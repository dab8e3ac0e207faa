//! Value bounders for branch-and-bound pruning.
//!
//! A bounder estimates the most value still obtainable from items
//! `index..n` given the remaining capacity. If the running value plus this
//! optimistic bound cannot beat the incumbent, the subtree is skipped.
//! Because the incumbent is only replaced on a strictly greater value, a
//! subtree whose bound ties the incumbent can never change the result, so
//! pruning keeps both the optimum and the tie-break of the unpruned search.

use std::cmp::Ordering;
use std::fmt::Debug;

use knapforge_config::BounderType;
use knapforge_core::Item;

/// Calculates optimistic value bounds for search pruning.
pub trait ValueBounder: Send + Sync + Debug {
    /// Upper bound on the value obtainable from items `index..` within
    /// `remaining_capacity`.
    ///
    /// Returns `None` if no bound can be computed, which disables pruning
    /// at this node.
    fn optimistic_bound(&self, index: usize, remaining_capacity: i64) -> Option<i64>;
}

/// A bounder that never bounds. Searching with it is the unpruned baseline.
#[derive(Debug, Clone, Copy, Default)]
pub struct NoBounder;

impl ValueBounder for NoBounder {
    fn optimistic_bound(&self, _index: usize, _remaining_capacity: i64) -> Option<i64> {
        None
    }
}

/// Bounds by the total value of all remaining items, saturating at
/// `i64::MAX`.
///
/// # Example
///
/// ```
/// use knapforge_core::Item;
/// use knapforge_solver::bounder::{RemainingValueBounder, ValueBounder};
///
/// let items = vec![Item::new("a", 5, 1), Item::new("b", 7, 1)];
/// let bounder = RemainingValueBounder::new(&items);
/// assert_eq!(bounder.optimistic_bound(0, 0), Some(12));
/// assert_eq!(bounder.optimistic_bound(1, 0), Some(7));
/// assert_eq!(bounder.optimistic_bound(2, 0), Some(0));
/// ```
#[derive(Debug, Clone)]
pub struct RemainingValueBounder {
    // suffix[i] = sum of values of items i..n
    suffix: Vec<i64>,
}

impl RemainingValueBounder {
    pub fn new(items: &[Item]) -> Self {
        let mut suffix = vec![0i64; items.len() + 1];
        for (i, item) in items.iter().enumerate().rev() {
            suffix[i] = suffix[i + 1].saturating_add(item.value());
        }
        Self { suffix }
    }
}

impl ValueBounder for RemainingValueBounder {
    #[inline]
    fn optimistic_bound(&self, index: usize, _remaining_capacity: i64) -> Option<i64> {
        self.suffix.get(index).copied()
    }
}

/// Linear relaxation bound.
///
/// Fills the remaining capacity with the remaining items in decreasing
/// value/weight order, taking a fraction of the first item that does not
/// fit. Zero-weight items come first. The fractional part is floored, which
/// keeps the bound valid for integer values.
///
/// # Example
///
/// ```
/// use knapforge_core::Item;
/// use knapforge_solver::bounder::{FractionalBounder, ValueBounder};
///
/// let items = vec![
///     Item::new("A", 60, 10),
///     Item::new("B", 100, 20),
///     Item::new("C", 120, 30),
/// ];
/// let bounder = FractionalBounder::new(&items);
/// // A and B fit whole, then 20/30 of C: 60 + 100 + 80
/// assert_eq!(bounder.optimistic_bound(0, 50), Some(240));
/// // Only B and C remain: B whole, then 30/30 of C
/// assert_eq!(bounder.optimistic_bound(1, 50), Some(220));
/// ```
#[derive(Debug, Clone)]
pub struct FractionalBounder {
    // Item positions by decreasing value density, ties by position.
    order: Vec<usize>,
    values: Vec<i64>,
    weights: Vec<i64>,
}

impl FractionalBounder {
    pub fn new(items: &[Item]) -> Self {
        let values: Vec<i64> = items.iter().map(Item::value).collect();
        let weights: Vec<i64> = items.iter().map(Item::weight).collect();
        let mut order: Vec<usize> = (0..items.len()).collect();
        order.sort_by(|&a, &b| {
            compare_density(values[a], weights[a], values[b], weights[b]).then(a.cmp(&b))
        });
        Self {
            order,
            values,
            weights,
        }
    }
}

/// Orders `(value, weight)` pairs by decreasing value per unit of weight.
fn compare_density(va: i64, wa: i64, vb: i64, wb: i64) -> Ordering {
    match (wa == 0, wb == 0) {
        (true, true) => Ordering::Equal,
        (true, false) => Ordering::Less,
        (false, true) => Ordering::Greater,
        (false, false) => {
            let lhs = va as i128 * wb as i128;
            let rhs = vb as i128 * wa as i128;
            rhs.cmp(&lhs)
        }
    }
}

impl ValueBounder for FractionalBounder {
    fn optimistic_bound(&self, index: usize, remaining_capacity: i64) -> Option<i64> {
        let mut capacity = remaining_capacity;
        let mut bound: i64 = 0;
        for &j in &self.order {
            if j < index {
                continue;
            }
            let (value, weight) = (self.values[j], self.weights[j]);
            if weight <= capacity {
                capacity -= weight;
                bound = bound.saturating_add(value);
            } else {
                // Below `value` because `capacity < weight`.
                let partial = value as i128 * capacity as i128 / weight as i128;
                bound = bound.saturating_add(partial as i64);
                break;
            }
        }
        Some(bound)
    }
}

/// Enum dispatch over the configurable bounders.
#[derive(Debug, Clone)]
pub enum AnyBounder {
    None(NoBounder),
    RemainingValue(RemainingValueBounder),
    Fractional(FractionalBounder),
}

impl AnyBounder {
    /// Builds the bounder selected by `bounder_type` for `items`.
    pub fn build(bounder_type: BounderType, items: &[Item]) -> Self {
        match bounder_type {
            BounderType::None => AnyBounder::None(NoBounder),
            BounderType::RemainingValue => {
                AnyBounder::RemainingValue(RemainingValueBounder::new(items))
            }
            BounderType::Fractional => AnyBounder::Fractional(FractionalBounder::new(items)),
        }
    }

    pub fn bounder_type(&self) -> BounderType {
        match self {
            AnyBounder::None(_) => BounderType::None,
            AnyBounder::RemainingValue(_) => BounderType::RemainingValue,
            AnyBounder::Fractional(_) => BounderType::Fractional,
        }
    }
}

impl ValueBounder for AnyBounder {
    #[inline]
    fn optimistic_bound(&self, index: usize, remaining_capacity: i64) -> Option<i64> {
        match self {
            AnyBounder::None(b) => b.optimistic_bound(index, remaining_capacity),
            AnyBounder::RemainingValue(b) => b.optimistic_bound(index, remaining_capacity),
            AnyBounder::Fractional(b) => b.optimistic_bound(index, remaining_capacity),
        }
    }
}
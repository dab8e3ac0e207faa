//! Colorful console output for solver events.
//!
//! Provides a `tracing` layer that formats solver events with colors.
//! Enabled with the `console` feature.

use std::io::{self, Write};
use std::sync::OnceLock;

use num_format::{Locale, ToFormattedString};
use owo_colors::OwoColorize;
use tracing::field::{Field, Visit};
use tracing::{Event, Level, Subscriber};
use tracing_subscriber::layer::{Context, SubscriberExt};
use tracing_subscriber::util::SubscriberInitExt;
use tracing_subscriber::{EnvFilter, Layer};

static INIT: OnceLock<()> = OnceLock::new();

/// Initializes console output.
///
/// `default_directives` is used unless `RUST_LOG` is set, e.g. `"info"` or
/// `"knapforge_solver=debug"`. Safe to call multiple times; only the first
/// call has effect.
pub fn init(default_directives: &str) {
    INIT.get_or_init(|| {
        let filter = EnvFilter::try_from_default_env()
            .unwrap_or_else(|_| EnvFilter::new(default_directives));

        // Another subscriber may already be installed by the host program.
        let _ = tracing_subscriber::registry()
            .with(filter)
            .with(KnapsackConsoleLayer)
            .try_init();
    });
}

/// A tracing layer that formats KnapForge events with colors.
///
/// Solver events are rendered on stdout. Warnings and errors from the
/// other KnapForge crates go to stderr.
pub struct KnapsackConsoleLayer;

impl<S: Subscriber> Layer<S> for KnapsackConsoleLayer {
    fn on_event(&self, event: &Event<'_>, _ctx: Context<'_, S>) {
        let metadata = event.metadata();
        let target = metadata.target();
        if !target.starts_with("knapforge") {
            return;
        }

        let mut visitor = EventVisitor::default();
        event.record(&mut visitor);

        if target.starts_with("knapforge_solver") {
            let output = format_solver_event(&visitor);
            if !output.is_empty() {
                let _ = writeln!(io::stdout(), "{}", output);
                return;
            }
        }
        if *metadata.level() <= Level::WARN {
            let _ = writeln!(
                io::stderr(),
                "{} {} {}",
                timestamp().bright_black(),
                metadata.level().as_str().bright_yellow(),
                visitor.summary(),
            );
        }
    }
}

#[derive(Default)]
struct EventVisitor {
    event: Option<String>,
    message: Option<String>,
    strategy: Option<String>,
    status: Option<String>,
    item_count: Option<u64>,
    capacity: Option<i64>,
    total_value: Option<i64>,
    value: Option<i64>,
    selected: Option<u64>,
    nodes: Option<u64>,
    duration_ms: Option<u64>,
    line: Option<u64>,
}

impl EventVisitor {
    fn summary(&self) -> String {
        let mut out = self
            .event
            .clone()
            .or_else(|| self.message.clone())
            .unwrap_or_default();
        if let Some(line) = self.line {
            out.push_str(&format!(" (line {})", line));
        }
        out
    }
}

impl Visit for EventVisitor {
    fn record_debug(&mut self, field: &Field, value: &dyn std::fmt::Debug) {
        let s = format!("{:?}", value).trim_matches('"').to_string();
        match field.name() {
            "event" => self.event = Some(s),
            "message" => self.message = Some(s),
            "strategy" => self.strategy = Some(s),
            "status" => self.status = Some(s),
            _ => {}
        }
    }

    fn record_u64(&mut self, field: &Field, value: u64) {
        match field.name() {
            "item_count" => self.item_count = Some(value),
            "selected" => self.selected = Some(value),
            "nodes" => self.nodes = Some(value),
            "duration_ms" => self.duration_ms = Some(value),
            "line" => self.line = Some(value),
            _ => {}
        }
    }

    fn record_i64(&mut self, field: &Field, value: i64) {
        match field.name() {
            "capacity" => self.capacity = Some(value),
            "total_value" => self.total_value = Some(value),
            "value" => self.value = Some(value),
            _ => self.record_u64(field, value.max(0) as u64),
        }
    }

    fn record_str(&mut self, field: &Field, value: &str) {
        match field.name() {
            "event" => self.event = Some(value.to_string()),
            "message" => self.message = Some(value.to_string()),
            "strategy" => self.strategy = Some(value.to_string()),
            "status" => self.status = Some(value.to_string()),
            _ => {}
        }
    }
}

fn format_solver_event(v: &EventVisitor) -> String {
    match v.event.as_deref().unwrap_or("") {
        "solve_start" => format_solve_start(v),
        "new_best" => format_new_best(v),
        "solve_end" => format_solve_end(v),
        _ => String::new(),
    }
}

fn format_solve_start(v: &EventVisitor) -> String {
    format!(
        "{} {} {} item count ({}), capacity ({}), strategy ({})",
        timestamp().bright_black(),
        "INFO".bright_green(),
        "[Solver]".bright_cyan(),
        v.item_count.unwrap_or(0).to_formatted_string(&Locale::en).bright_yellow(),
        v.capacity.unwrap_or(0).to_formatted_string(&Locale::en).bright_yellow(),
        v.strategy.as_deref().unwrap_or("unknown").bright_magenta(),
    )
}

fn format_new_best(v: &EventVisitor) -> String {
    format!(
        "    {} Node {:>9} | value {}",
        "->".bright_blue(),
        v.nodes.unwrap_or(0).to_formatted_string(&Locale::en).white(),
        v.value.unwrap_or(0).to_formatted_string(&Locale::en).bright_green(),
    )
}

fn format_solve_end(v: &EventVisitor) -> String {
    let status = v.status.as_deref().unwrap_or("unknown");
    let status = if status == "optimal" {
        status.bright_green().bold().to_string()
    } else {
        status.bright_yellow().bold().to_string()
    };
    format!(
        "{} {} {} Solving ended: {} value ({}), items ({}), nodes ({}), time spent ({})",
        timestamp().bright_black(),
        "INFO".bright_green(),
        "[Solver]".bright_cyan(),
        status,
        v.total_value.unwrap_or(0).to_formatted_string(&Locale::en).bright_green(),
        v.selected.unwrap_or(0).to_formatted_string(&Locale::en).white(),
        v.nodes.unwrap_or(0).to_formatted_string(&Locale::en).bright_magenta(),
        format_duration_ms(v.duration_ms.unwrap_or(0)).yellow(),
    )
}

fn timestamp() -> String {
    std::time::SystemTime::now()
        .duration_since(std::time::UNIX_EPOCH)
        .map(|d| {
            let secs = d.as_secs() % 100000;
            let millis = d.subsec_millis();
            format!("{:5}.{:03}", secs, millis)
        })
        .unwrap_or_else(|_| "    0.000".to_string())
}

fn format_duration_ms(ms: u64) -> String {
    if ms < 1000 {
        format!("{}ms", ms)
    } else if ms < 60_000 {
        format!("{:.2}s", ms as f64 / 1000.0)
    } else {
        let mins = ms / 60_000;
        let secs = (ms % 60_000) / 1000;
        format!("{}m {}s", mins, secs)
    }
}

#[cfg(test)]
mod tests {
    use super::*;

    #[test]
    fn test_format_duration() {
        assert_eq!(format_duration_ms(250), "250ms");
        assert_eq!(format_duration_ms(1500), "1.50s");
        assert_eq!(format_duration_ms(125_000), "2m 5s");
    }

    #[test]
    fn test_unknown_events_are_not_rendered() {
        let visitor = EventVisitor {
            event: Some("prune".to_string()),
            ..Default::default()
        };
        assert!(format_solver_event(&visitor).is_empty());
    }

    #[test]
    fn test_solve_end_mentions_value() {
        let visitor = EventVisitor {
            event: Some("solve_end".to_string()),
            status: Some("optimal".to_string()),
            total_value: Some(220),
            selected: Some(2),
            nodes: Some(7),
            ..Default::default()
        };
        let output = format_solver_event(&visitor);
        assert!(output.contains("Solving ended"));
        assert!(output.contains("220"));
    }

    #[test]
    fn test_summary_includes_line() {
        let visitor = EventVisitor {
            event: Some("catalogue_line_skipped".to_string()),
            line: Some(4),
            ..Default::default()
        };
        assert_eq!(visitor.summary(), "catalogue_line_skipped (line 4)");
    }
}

*WORK TO BE COMPLETED*. Working through the records above, copy each line in which "millis" is found.

*FINAL ANSWER*.
            let millis = d.subsec_millis();
            format!("{:5}.{:03}", secs, millis)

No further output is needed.